MPRN destaca medidas para contingenciamento de despesas

Expectativa é que o orçamento previsto para 2017 seja reduzido em cerca de R$ 20 milhões com os contingenciamentos

O procurador-geral de Justiça do Rio Grande do Norte, Eudo Rodrigues Leite, anunciou que o Ministério Público potiguar terá que reduzir despesas, diante dos contingenciamentos orçamentários que já ocorreram nesse primeiro semestre e que devem se repetir até o final desse ano de 2017. Eudo lembra que o MPRN vem adotando medidas nesse sentido desde o início de 2017. “Até o final do ano, a projeção é que os contingenciamentos alcancem uma redução em torno de R$ 20 milhões”, afirma.

O orçamento inicial do MPRN para 2017 era de R$ 302 milhões. Até o fim do primeiro semestre, o MPRN já havia registrado uma redução de R$ 10 milhões e a expectativa é poder reduzir ainda mais, para contar com R$ 282 milhões no total até dezembro.

No dia 22 de julho passado, o Governo do Estado decretou contingenciamento de R$ 76.750.048,91 nos repasses aos poderes Legislativo, Judiciário e corte de despesas no próprio Executivo. A medida significa uma redução nos valores que os órgãos da administração pública receberão para pagar servidores, manutenção, investimentos e outros gastos.

“O MPRN recebeu a comunicação acerca do contingenciamento e, após análise dos números com o nosso pessoal do orçamento e financeiro e a constatação da gravidade da crise financeira e orçamentária porque passa o Estado do RN, acatamos esse contingenciamento. Já estamos reduzindo despesas, de modo a adequar nosso orçamento a essa limitação de empenhos. Nesse momento de grave crise financeira e fiscal, o Executivo vai precisar tomar algumas medidas amargas e todos os demais poderes e instituições precisam participar do esforço conjunto em favor do RN. Esta é uma questão de Estado e não de governo”, detalhou o procurador-geral de Justiça.

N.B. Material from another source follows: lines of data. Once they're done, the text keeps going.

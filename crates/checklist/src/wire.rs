//! On-disk YAML wire model for a visit document.
//!
//! This module defines the strict YAML representation used to persist one visit: its
//! identifier, type, lock flag, checklist fields, and last rendered note.
//!
//! Responsibilities:
//! - Define a strict wire model (`VisitDocumentWire`) for serialisation/deserialisation.
//! - Translate between the wire shape and the domain-level [`VisitDocument`].
//!
//! Notes:
//! - Workflow meaning (lock enforcement, autosave, signing) lives in `hvn-core`; this
//!   module handles the file format only.

use crate::record::ChecklistRecord;
use crate::schema::VisitType;
use crate::ChecklistError;
use hvn_types::NonEmptyText;
use serde::{Deserialize, Serialize};
use std::collections::BTreeMap;

/// Strict wire representation of a visit document for on-disk YAML.
#[derive(Clone, Debug, Deserialize, Serialize, PartialEq, Eq)]
#[serde(deny_unknown_fields)]
struct VisitDocumentWire {
    pub visit_id: NonEmptyText,
    pub visit_type: NonEmptyText,
    pub locked: bool,
    #[serde(default)]
    pub fields: BTreeMap<String, String>,
    #[serde(default, skip_serializing_if = "Option::is_none")]
    pub rendered_note: Option<String>,
}

/// Domain-level carrier for one persisted visit.
#[derive(Clone, Debug, PartialEq, Eq)]
pub struct VisitDocument {
    pub visit_id: String,
    pub visit_type: VisitType,
    pub locked: bool,
    pub fields: ChecklistRecord,
    pub rendered_note: Option<String>,
}

/// Parse a visit document from YAML text.
///
/// This uses `serde_path_to_error` to surface a best-effort "path" (e.g. `fields.insurance`)
/// to the failing field when the YAML does not match the wire schema.
///
/// Checklist fields are conformed against the visit type's declared key set on the way in:
/// unknown keys are dropped with a warning and declared keys absent from the file read back
/// as empty strings.
///
/// # Errors
///
/// Returns [`ChecklistError`] if:
/// - the YAML does not represent a visit document mapping,
/// - any field has an unexpected type or any unknown top-level keys are present
///   (due to `#[serde(deny_unknown_fields)]`),
/// - the stored visit type has no registered schema.
pub fn document_parse(yaml_text: &str) -> Result<VisitDocument, ChecklistError> {
    let deserializer = serde_yaml::Deserializer::from_str(yaml_text);

    let wire = match serde_path_to_error::deserialize::<_, VisitDocumentWire>(deserializer) {
        Ok(parsed) => parsed,
        Err(err) => {
            let path = err.path().to_string();
            let source = err.into_inner();
            let path = if path.is_empty() {
                "<root>"
            } else {
                path.as_str()
            };
            return Err(ChecklistError::Translation(format!(
                "visit document schema mismatch at {path}: {source}"
            )));
        }
    };

    let visit_type: VisitType = wire.visit_type.as_str().parse()?;

    Ok(VisitDocument {
        visit_id: wire.visit_id.to_string(),
        visit_type,
        locked: wire.locked,
        fields: ChecklistRecord::conform(visit_type, wire.fields),
        rendered_note: wire.rendered_note,
    })
}

/// Render a visit document as YAML text.
///
/// # Errors
///
/// Returns [`ChecklistError::Translation`] if the visit identifier is empty or
/// serialisation fails.
pub fn document_render(document: &VisitDocument) -> Result<String, ChecklistError> {
    let wire = VisitDocumentWire {
        visit_id: NonEmptyText::new(&document.visit_id)
            .map_err(|_| ChecklistError::Translation("visit id cannot be empty".to_string()))?,
        visit_type: NonEmptyText::new(document.visit_type.as_str())
            .expect("visit type wire names are non-empty"),
        locked: document.locked,
        fields: document
            .fields
            .iter()
            .map(|(key, value)| (key.to_string(), value.to_string()))
            .collect(),
        rendered_note: document.rendered_note.clone(),
    };

    serde_yaml::to_string(&wire)
        .map_err(|e| ChecklistError::Translation(format!("failed to serialize visit document: {e}")))
}
impl<S: VisitStore + 'static> AutosaveController<S> {
    /// Creates a controller for an open session.
    ///
    /// A session loaded from an already-locked visit starts `Suspended`; everything else
    /// starts `Idle`.
    pub fn new(store: Arc<S>, session: Arc<Mutex<VisitSession>>, debounce: Duration) -> Self {
        let initial = if session.lock().expect("session lock poisoned").locked() {
            AutosaveState::Suspended
        } else {
            AutosaveState::Idle
        };

        Self {
            store,
            session,
            debounce,
            inner: Arc::new(Inner {
                cell: Mutex::new(StateCell {
                    state: initial,
                    timer: None,
                }),
                generation: AtomicU64::new(0),
                commit_gate: Mutex::new(()),
            }),
        }
    }

    /// Current controller state.
    pub fn state(&self) -> AutosaveState {
        self.inner.cell.lock().expect("autosave state lock poisoned").state
    }

    /// The session this controller persists.
    pub fn session(&self) -> Arc<Mutex<VisitSession>> {
        Arc::clone(&self.session)
    }

    /// Applies one field edit to the session and (re)arms the debounce timer.
    ///
    /// # Errors
    ///
    /// Returns [`VisitError::Locked`] once the visit is signed and
    /// [`VisitError::InvalidInput`] for keys the schema does not declare. Neither arms a
    /// timer.
    pub fn record_edit(&self, key: &str, raw: &str) -> VisitResult<()> {
        let visit_id = {
            let mut session = self.session.lock().expect("session lock poisoned");
            session.apply_edit(key, raw)?;
            session.visit_id().clone()
        };

        self.arm(visit_id);
        Ok(())
    }

    /// Forces an immediate commit of the current session snapshot, bypassing the
    /// debounce window and cancelling any armed timer.
    pub fn commit_now(&self) -> VisitResult<()> {
        let visit_id = {
            let session = self.session.lock().expect("session lock poisoned");
            if session.locked() {
                return Err(VisitError::Locked(session.visit_id().clone()));
            }
            session.visit_id().clone()
        };

        self.inner.generation.fetch_add(1, Ordering::SeqCst);
        {
            let mut cell = self.inner.cell.lock().expect("autosave state lock poisoned");
            if let Some(timer) = cell.timer.take() {
                timer.abort();
            }
            cell.state = AutosaveState::PendingCommit;
        }

        commit(self.store.as_ref(), &self.session, &self.inner, None, &visit_id)
    }

    /// Commits any pending edit burst immediately.
    ///
    /// This is the flush-before-switch policy: callers detaching from a visit call this
    /// first so the last burst of edits is never lost. A controller with nothing pending
    /// waits out any in-flight commit and returns without writing.
    pub fn flush(&self) -> VisitResult<()> {
        let pending = {
            let cell = self.inner.cell.lock().expect("autosave state lock poisoned");
            cell.state == AutosaveState::PendingCommit
        };

        if !pending {
            // Nothing buffered; just let an in-flight commit drain.
            let _gate = self.inner.commit_gate.lock().expect("commit gate poisoned");
            return Ok(());
        }

        self.commit_now()
    }

    /// Moves the controller to `Suspended`, cancelling any armed timer. Called when the
    /// visit is signed through this process rather than observed locked at the store.
    pub(crate) fn suspend(&self) {
        let mut cell = self.inner.cell.lock().expect("autosave state lock poisoned");
        if let Some(timer) = cell.timer.take() {
            timer.abort();
        }
        cell.state = AutosaveState::Suspended;
    }

    fn arm(&self, visit_id: VisitId) {
        let generation = self.inner.generation.fetch_add(1, Ordering::SeqCst) + 1;

        let mut cell = self.inner.cell.lock().expect("autosave state lock poisoned");
        if let Some(timer) = cell.timer.take() {
            timer.abort();
        }
        cell.state = AutosaveState::PendingCommit;

        let store = Arc::clone(&self.store);
        let session = Arc::clone(&self.session);
        let inner = Arc::clone(&self.inner);
        let debounce = self.debounce;
        cell.timer = Some(tokio::spawn(async move {
            tokio::time::sleep(debounce).await;
            // Errors are logged inside commit; the timer has nobody to report to.
            let _ = commit(store.as_ref(), &session, &inner, Some(generation), &visit_id);
        }));
    }
}
use std::fmt;

use bytes::{Buf, BufMut};

use crate::{
    coding::{self, BufExt, BufMutExt},
    frame::FrameType,
    VarInt,
};

/// Transport-level errors occur when a peer violates the protocol
#[derive(Debug, Clone, Eq, PartialEq)]
pub struct Error {
    /// Type of error
    pub code: Code,
    /// Frame type that triggered the error
    pub frame: Option<FrameType>,
    /// Human-readable explanation of the reason
    pub reason: String,
}

impl fmt::Display for Error {
    fn fmt(&self, f: &mut fmt::Formatter<'_>) -> fmt::Result {
        write!(f, "{}", self.code)?;
        if let Some(frame) = self.frame {
            write!(f, " in {frame}")?;
        }
        if !self.reason.is_empty() {
            write!(f, ": {}", self.reason)?;
        }
        Ok(())
    }
}

impl std::error::Error for Error {}

impl From<Code> for Error {
    fn from(code: Code) -> Self {
        Self {
            code,
            frame: None,
            reason: String::new(),
        }
    }
}

/// Transport-level error code
#[derive(Copy, Clone, Eq, PartialEq, Hash)]
pub struct Code(u64);

impl Code {
    /// Create QUIC error code from TLS alert code
    pub fn crypto(code: u8) -> Self {
        Self(0x100 | u64::from(code))
    }

    /// Whether this code is in the range reserved for TLS alerts
    pub fn is_crypto(self) -> bool {
        (0x100..0x200).contains(&self.0)
    }
}

impl coding::Codec for Code {
    fn decode<B: Buf>(buf: &mut B) -> coding::Result<Self> {
        Ok(Self(buf.get_var()?))
    }
    fn encode<B: BufMut>(&self, buf: &mut B) {
        buf.write_var(self.0)
    }
}

impl From<Code> for u64 {
    fn from(x: Code) -> Self {
        x.0
    }
}

impl From<VarInt> for Code {
    fn from(x: VarInt) -> Self {
        Self(x.into_inner())
    }
}

macro_rules! errors {
    {$($name:ident($val:expr) $desc:expr;)*} => {
        #[allow(non_snake_case, unused)]
        impl Error {
            $(
            pub(crate) fn $name<T>(reason: T) -> Self where T: Into<String> {
                Self {
                    code: Code::$name,
                    frame: None,
                    reason: reason.into(),
                }
            }
            )*
        }

        impl Code {
            $(#[doc = $desc] pub const $name: Self = Code($val);)*
        }

        impl fmt::Debug for Code {
            fn fmt(&self, f: &mut fmt::Formatter<'_>) -> fmt::Result {
                match self.0 {
                    $(x if x == $val => f.write_str(stringify!($name)),)*
                    x if (0x100..0x200).contains(&x) => write!(f, "Code::crypto({:02x})", self.0 as u8),
                    _ => write!(f, "Code({:x})", self.0),
                }
            }
        }

        impl fmt::Display for Code {
            fn fmt(&self, f: &mut fmt::Formatter<'_>) -> fmt::Result {
                match self.0 {
                    $(x if x == $val => f.write_str($desc),)*
                    _ if self.is_crypto() => write!(f, "the cryptographic handshake failed: alert {}", self.0 as u8),
                    _ => f.write_str("unknown error"),
                }
            }
        }
    }
}

errors! {
    NO_ERROR(0x0) "the connection is being closed abruptly in the absence of any error";
    INTERNAL_ERROR(0x1) "the endpoint encountered an internal error and cannot continue with the connection";
    SERVER_BUSY(0x2) "the server is currently busy and does not accept any new connections";
    FLOW_CONTROL_ERROR(0x3) "received more data than permitted in advertised data limits";
    STREAM_LIMIT_ERROR(0x4) "received a frame for a stream identifier that exceeded advertised the stream limit for the corresponding stream type";
    STREAM_STATE_ERROR(0x5) "received a frame for a stream that was not in a state that permitted that frame";
    FINAL_SIZE_ERROR(0x6) "received a STREAM frame or a RESET_STREAM frame containing a different final size to the one already established";
    FRAME_ENCODING_ERROR(0x7) "received a frame that was badly formatted";
    TRANSPORT_PARAMETER_ERROR(0x8) "received transport parameters that were badly formatted, included an invalid value, was absent even though it is mandatory, was present though it is forbidden, or is otherwise in error";
    PROTOCOL_VIOLATION(0xA) "detected an error with protocol compliance that was not covered by more specific error codes";
    CRYPTO_BUFFER_EXCEEDED(0xD) "received more data in CRYPTO frames than can be buffered";
}
use std::{cmp, ops::Range};

use tinyvec::TinyVec;

/// A set of u64 values stored as sorted, disjoint, non-adjacent half-open ranges
///
/// This is the shape of acknowledgement information: packet numbers mostly arrive in
/// consecutive runs, so a handful of ranges usually describes everything, and the first two
/// are stored inline.
#[derive(Debug, Default, Clone, PartialEq, Eq)]
pub struct RangeSet(TinyVec<[Range<u64>; INLINE_CAPACITY]>);

const INLINE_CAPACITY: usize = 2;

impl RangeSet {
    /// Create an empty set
    pub fn new() -> Self {
        Self::default()
    }

    /// Ranges in ascending order
    pub fn iter(&self) -> impl DoubleEndedIterator<Item = Range<u64>> + ExactSizeIterator + '_ {
        self.0.iter().cloned()
    }

    /// Every individual value in ascending order
    pub fn elts(&self) -> impl Iterator<Item = u64> + '_ {
        self.iter().flatten()
    }

    /// Number of disjoint ranges
    pub fn len(&self) -> usize {
        self.0.len()
    }

    /// Whether the set contains no values
    pub fn is_empty(&self) -> bool {
        self.0.is_empty()
    }

    /// Whether `x` is in the set
    pub fn contains(&self, x: u64) -> bool {
        let idx = self.0.partition_point(|r| r.end <= x);
        self.0.get(idx).is_some_and(|r| r.start <= x)
    }

    /// Add a single value, returning whether it was absent
    pub fn insert_one(&mut self, x: u64) -> bool {
        self.insert(x..x + 1)
    }

    /// Add all values in `x`, merging with any range it overlaps or touches
    ///
    /// Returns whether the set changed.
    pub fn insert(&mut self, x: Range<u64>) -> bool {
        if x.is_empty() {
            return false;
        }

        // Ranges in `lo..hi` overlap or are adjacent to `x`
        let lo = self.0.partition_point(|r| r.end < x.start);
        let hi = self.0.partition_point(|r| r.start <= x.end);
        if lo == hi {
            self.0.insert(lo, x);
            return true;
        }

        let first = &self.0[lo];
        if hi - lo == 1 && first.start <= x.start && x.end <= first.end {
            return false;
        }

        let merged = cmp::min(first.start, x.start)..cmp::max(self.0[hi - 1].end, x.end);
        self.0[lo] = merged;
        self.0.drain(lo + 1..hi).for_each(drop);
        true
    }

    /// Remove all values in `x`, splitting a range if `x` falls inside it
    ///
    /// Returns whether the set changed.
    pub fn remove(&mut self, x: Range<u64>) -> bool {
        if x.is_empty() {
            return false;
        }

        // Ranges in `lo..hi` share at least one value with `x`
        let lo = self.0.partition_point(|r| r.end <= x.start);
        let hi = self.0.partition_point(|r| r.start < x.end);
        if lo == hi {
            return false;
        }

        let left = self.0[lo].start..x.start;
        let right = x.end..self.0[hi - 1].end;
        self.0.drain(lo..hi).for_each(drop);
        if !right.is_empty() {
            self.0.insert(lo, right);
        }
        if !left.is_empty() {
            self.0.insert(lo, left);
        }
        true
    }

    /// Remove every value that is also in `other`
    pub fn subtract(&mut self, other: &Self) {
        for range in other.iter() {
            self.remove(range);
        }
    }

    /// Remove and return the lowest range
    pub fn pop_min(&mut self) -> Option<Range<u64>> {
        if self.0.is_empty() {
            return None;
        }
        Some(self.0.remove(0))
    }

    /// Smallest value in the set
    pub fn min(&self) -> Option<u64> {
        self.0.first().map(|x| x.start)
    }

    /// Largest value in the set
    pub fn max(&self) -> Option<u64> {
        self.0.last().map(|x| x.end - 1)
    }
}

impl FromIterator<Range<u64>> for RangeSet {
    fn from_iter<T: IntoIterator<Item = Range<u64>>>(iter: T) -> Self {
        let mut set = Self::new();
        for range in iter {
            set.insert(range);
        }
        set
    }
}

impl<'a> IntoIterator for &'a RangeSet {
    type Item = Range<u64>;
    type IntoIter = std::iter::Cloned<std::slice::Iter<'a, Range<u64>>>;

    fn into_iter(self) -> Self::IntoIter {
        self.0.iter().cloned()
    }
}
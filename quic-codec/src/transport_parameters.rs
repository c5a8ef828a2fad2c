//! QUIC connection transport parameters
//!
//! The `TransportParameters` type represents the transport parameters an endpoint announces during
//! the handshake. On the wire they are a block with a 16-bit length, containing a sequence of
//! parameters each made of a 16-bit ID, a 16-bit length and the value. Every parameter is
//! optional, and whether it was present survives a decode/encode round trip.

use std::net::{Ipv4Addr, Ipv6Addr, SocketAddrV4, SocketAddrV6};

use bytes::{Buf, BufMut};
use thiserror::Error;
use tracing::trace;

use crate::{
    coding::{BufExt, BufMutExt, UnexpectedEnd},
    shared::{ConnectionId, ResetToken},
    TransportError, VarInt, MAX_CID_SIZE, RESET_TOKEN_SIZE,
};

// Apply a given macro to a list of all the transport parameters having integer types, along with
// their IDs. Decoding, encoding and the struct definition all expand from this one list.
macro_rules! apply_params {
    ($macro:ident) => {
        $macro! {
            // #[doc] name (id),
            /// Milliseconds, disabled if zero
            idle_timeout(IdleTimeout),
            /// Limits the size of packets that the endpoint is willing to receive
            max_packet_size(MaxPacketSize),

            /// Initial value for the maximum amount of data that can be sent on the connection
            initial_max_data(InitialMaxData),
            /// Initial flow control limit for locally-initiated bidirectional streams
            initial_max_stream_data_bidi_local(InitialMaxStreamDataBidiLocal),
            /// Initial flow control limit for peer-initiated bidirectional streams
            initial_max_stream_data_bidi_remote(InitialMaxStreamDataBidiRemote),
            /// Initial flow control limit for unidirectional streams
            initial_max_stream_data_uni(InitialMaxStreamDataUni),

            /// Initial maximum number of bidirectional streams the peer may initiate
            initial_max_streams_bidi(InitialMaxStreamsBidi),
            /// Initial maximum number of unidirectional streams the peer may initiate
            initial_max_streams_uni(InitialMaxStreamsUni),

            /// Exponent used to decode the ACK Delay field in the ACK frame
            ack_delay_exponent(AckDelayExponent),
            /// Maximum amount of time in milliseconds by which the endpoint will delay sending
            /// acknowledgments
            max_ack_delay(MaxAckDelay),
            /// Maximum number of connection IDs from the peer that an endpoint is willing to store
            active_connection_id_limit(ActiveConnectionIdLimit),
        }
    };
}

macro_rules! make_struct {
    {$($(#[$doc:meta])* $name:ident ($id:ident),)*} => {
        /// Transport parameters used to negotiate connection-level preferences between peers
        ///
        /// `Default` has every parameter absent.
        #[derive(Debug, Default, Copy, Clone, Eq, PartialEq)]
        pub struct TransportParameters {
            /// The destination connection ID of the client's first Initial, echoed by a server
            /// that sent a Retry
            pub original_connection_id: Option<ConnectionId>,
            /// Token used by the client to verify a stateless reset from the server
            pub stateless_reset_token: Option<ResetToken>,
            /// Whether the endpoint refuses active connection migration
            pub disable_active_migration: bool,
            /// The server's preferred address for communication after handshake completion
            pub preferred_address: Option<PreferredAddress>,

            $($(#[$doc])* pub $name: Option<VarInt>,)*
        }
    }
}

apply_params!(make_struct);

impl TransportParameters {
    /// Encode the parameters, in ascending ID order, prefixed with the block length
    pub fn write<W: BufMut>(&self, w: &mut W) {
        let mut body = Vec::new();
        for &id in TransportParameterId::SUPPORTED.iter() {
            match id {
                TransportParameterId::OriginalConnectionId => {
                    if let Some(ref cid) = self.original_connection_id {
                        body.write_id(id);
                        body.write::<u16>(cid.len() as u16);
                        body.put_slice(cid);
                    }
                }
                TransportParameterId::StatelessResetToken => {
                    if let Some(ref token) = self.stateless_reset_token {
                        body.write_id(id);
                        body.write::<u16>(RESET_TOKEN_SIZE as u16);
                        body.put_slice(token);
                    }
                }
                TransportParameterId::DisableActiveMigration => {
                    if self.disable_active_migration {
                        body.write_id(id);
                        body.write::<u16>(0);
                    }
                }
                TransportParameterId::PreferredAddress => {
                    if let Some(ref x) = self.preferred_address {
                        body.write_id(id);
                        body.write::<u16>(x.wire_size());
                        x.write(&mut body);
                    }
                }
                _ => {
                    macro_rules! write_params {
                        {$($(#[$doc:meta])* $name:ident ($id:ident),)*} => {
                            match id {
                                $(TransportParameterId::$id => {
                                    if let Some(value) = self.$name {
                                        body.write_id(id);
                                        body.write::<u16>(value.size() as u16);
                                        body.write(value);
                                    }
                                })*
                                _ => {}
                            }
                        }
                    }
                    apply_params!(write_params);
                }
            }
        }

        debug_assert!(body.len() <= u16::MAX as usize);
        w.write::<u16>(body.len() as u16);
        w.put_slice(&body);
    }

    /// Decode a parameter block
    ///
    /// Parameters with unknown IDs are skipped.
    pub fn read<R: Buf>(r: &mut R) -> Result<Self, Error> {
        let mut params = Self::default();

        let len = r.get::<u16>()? as usize;
        let mut block = r.get_bytes(len)?;
        while block.has_remaining() {
            let id = block.get::<u16>()?;
            let len = block.get::<u16>()? as usize;
            if block.remaining() < len {
                return Err(Error::UnexpectedEnd);
            }
            let mut value = block.split_to(len);

            let Ok(id) = TransportParameterId::try_from(id) else {
                trace!(id, len, "skipping unknown transport parameter");
                continue;
            };

            match id {
                TransportParameterId::OriginalConnectionId => {
                    if len > MAX_CID_SIZE || params.original_connection_id.is_some() {
                        return Err(Error::Malformed);
                    }
                    params.original_connection_id = Some(ConnectionId::new(&value));
                }
                TransportParameterId::StatelessResetToken => {
                    if len != RESET_TOKEN_SIZE || params.stateless_reset_token.is_some() {
                        return Err(Error::Malformed);
                    }
                    let token = value.get_array::<RESET_TOKEN_SIZE>()?;
                    params.stateless_reset_token = Some(token.into());
                }
                TransportParameterId::DisableActiveMigration => {
                    if params.disable_active_migration {
                        return Err(Error::Malformed);
                    }
                    if len != 0 {
                        trace!(len, "ignoring disable_active_migration payload");
                    }
                    params.disable_active_migration = true;
                }
                TransportParameterId::PreferredAddress => {
                    if params.preferred_address.is_some() {
                        return Err(Error::Malformed);
                    }
                    let x = PreferredAddress::read(&mut value).map_err(|_| Error::Malformed)?;
                    if value.has_remaining() {
                        return Err(Error::Malformed);
                    }
                    params.preferred_address = Some(x);
                }
                _ => {
                    macro_rules! parse {
                        {$($(#[$doc:meta])* $name:ident ($id:ident),)*} => {
                            match id {
                                $(TransportParameterId::$id => {
                                    let value = value.get::<VarInt>().map_err(|_| Error::Malformed)?;
                                    if len != value.size() || params.$name.is_some() {
                                        return Err(Error::Malformed);
                                    }
                                    params.$name = Some(value);
                                })*
                                _ => {}
                            }
                        }
                    }
                    apply_params!(parse);
                }
            }
        }

        Ok(params)
    }
}

trait WriteId {
    fn write_id(&mut self, id: TransportParameterId);
}

impl<W: BufMut> WriteId for W {
    fn write_id(&mut self, id: TransportParameterId) {
        self.write::<u16>(id as u16);
    }
}

/// A server's preferred address
///
/// This is communicated as a transport parameter during the handshake. An address family the
/// server has no address for is encoded as all zeroes.
#[derive(Debug, Copy, Clone, Eq, PartialEq)]
pub struct PreferredAddress {
    /// IPv4 address and port
    pub address_v4: Option<SocketAddrV4>,
    /// IPv6 address and port
    ///
    /// Only the address and port are encoded; `flowinfo` and `scope_id` are not carried on the
    /// wire and decode as zero.
    pub address_v6: Option<SocketAddrV6>,
    /// Connection ID to use on the preferred address
    pub connection_id: ConnectionId,
    /// Stateless reset token for `connection_id`
    pub stateless_reset_token: ResetToken,
}

impl PreferredAddress {
    fn wire_size(&self) -> u16 {
        4 + 2 + 16 + 2 + 1 + self.connection_id.len() as u16 + RESET_TOKEN_SIZE as u16
    }

    /// Encode the preferred address value
    pub fn write<W: BufMut>(&self, w: &mut W) {
        w.write(self.address_v4.map_or(Ipv4Addr::UNSPECIFIED, |x| *x.ip()));
        w.write::<u16>(self.address_v4.map_or(0, |x| x.port()));
        w.write(self.address_v6.map_or(Ipv6Addr::UNSPECIFIED, |x| *x.ip()));
        w.write::<u16>(self.address_v6.map_or(0, |x| x.port()));
        self.connection_id.encode_long(w);
        w.put_slice(&self.stateless_reset_token);
    }

    /// Decode a preferred address value
    pub fn read<R: Buf>(r: &mut R) -> Result<Self, Error> {
        let ip_v4 = r.get::<Ipv4Addr>()?;
        let port_v4 = r.get::<u16>()?;
        let ip_v6 = r.get::<Ipv6Addr>()?;
        let port_v6 = r.get::<u16>()?;
        let cid_len = r.get::<u8>()? as usize;
        if cid_len > MAX_CID_SIZE {
            return Err(Error::Malformed);
        }
        if r.remaining() < cid_len {
            return Err(Error::UnexpectedEnd);
        }
        let connection_id = ConnectionId::from_buf(r, cid_len);
        let stateless_reset_token = r.get_array::<RESET_TOKEN_SIZE>()?.into();

        let address_v4 = if ip_v4.is_unspecified() && port_v4 == 0 {
            None
        } else {
            Some(SocketAddrV4::new(ip_v4, port_v4))
        };
        let address_v6 = if ip_v6.is_unspecified() && port_v6 == 0 {
            None
        } else {
            Some(SocketAddrV6::new(ip_v6, port_v6, 0, 0))
        };
        Ok(Self {
            address_v4,
            address_v6,
            connection_id,
            stateless_reset_token,
        })
    }
}

/// Errors encountered while decoding `TransportParameters`
#[derive(Debug, Copy, Clone, Eq, PartialEq, Error)]
pub enum Error {
    /// The input ended inside the parameter block
    #[error("transport parameters were truncated")]
    UnexpectedEnd,
    /// A parameter's length disagreed with its value, or a parameter was repeated
    #[error("parameters were malformed")]
    Malformed,
}

impl From<UnexpectedEnd> for Error {
    fn from(_: UnexpectedEnd) -> Self {
        Self::UnexpectedEnd
    }
}

impl From<Error> for TransportError {
    fn from(e: Error) -> Self {
        match e {
            Error::UnexpectedEnd => Self::TRANSPORT_PARAMETER_ERROR("truncated"),
            Error::Malformed => Self::TRANSPORT_PARAMETER_ERROR("malformed"),
        }
    }
}

/// Transport parameter IDs known to this codec
#[repr(u16)]
#[derive(Debug, PartialEq, Eq, Clone, Copy)]
pub(crate) enum TransportParameterId {
    OriginalConnectionId = 0x00,
    IdleTimeout = 0x01,
    StatelessResetToken = 0x02,
    MaxPacketSize = 0x03,
    InitialMaxData = 0x04,
    InitialMaxStreamDataBidiLocal = 0x05,
    InitialMaxStreamDataBidiRemote = 0x06,
    InitialMaxStreamDataUni = 0x07,
    InitialMaxStreamsBidi = 0x08,
    InitialMaxStreamsUni = 0x09,
    AckDelayExponent = 0x0a,
    MaxAckDelay = 0x0b,
    DisableActiveMigration = 0x0c,
    PreferredAddress = 0x0d,
    ActiveConnectionIdLimit = 0x0e,
}

impl TransportParameterId {
    /// Every known ID, in the order parameters are written
    const SUPPORTED: [Self; 15] = [
        Self::OriginalConnectionId,
        Self::IdleTimeout,
        Self::StatelessResetToken,
        Self::MaxPacketSize,
        Self::InitialMaxData,
        Self::InitialMaxStreamDataBidiLocal,
        Self::InitialMaxStreamDataBidiRemote,
        Self::InitialMaxStreamDataUni,
        Self::InitialMaxStreamsBidi,
        Self::InitialMaxStreamsUni,
        Self::AckDelayExponent,
        Self::MaxAckDelay,
        Self::DisableActiveMigration,
        Self::PreferredAddress,
        Self::ActiveConnectionIdLimit,
    ];
}

impl TryFrom<u16> for TransportParameterId {
    type Error = ();

    fn try_from(value: u16) -> Result<Self, Self::Error> {
        Self::SUPPORTED
            .iter()
            .copied()
            .find(|&id| id as u16 == value)
            .ok_or(())
    }
}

As medidas adotadas para conter as despesas até o fim do ano são redução com gastos em diárias e passagens, suspensão de diversas obras, renegociação de locações de imóveis e de contratos de terceirização, entre outras medidas.

MPRN

OPINIÃO DOS LEITORES:
  1. Daniel disse:

    E o AUXILIO MORADIA?
    E a venda de férias, que aliás é tanta que nao conseguem gozar 60 dias e 20 de recesso?
    E as indenizaçoes de venda de de licenca premio?
    Hipocrisia e Imoralidade toma conta.

  2. jo disse:

    Acabe com as regalias, ajuda bastante

  3. Igor disse:

    Só não falam do principal. o didin dos promotores e funcionários.

  4. Jarbas disse:

    Simples. Congelem esses salários absurdos de mais de 30 mil por uns 10 anos, posto que a Lei que regula o teto de salários não obriga o o recebimento pelo teto. O teto salarial, digo mais uma vez é uma referência, não existe obrigação da instituição a pagar o teto. Acabem com licença-prêmio e quinquênios além dessas férias exdrúxulas de 60 dias.

    • EDUARDO AGUIAR (EDINHO) disse:

      Vai estudar e passar num concurso…. invejoso.

    • Jarbas disse:

      Só faltava essa. Ter que sustentar esses mordomias apenas apenas pelo fato de ter passado em concurso. Vai criar riqueza carimbador de papel.

    • Rômulo disse:

      Edinho, vivemos num estado pobre de um país pobre! Sinto muito, mas juízes e promotores recebem, sim, super salários e usam subterfúgios para extrapolar o teto. Mandar os outros estudarem para participarem da FARRA não tira o caráter imoral disso!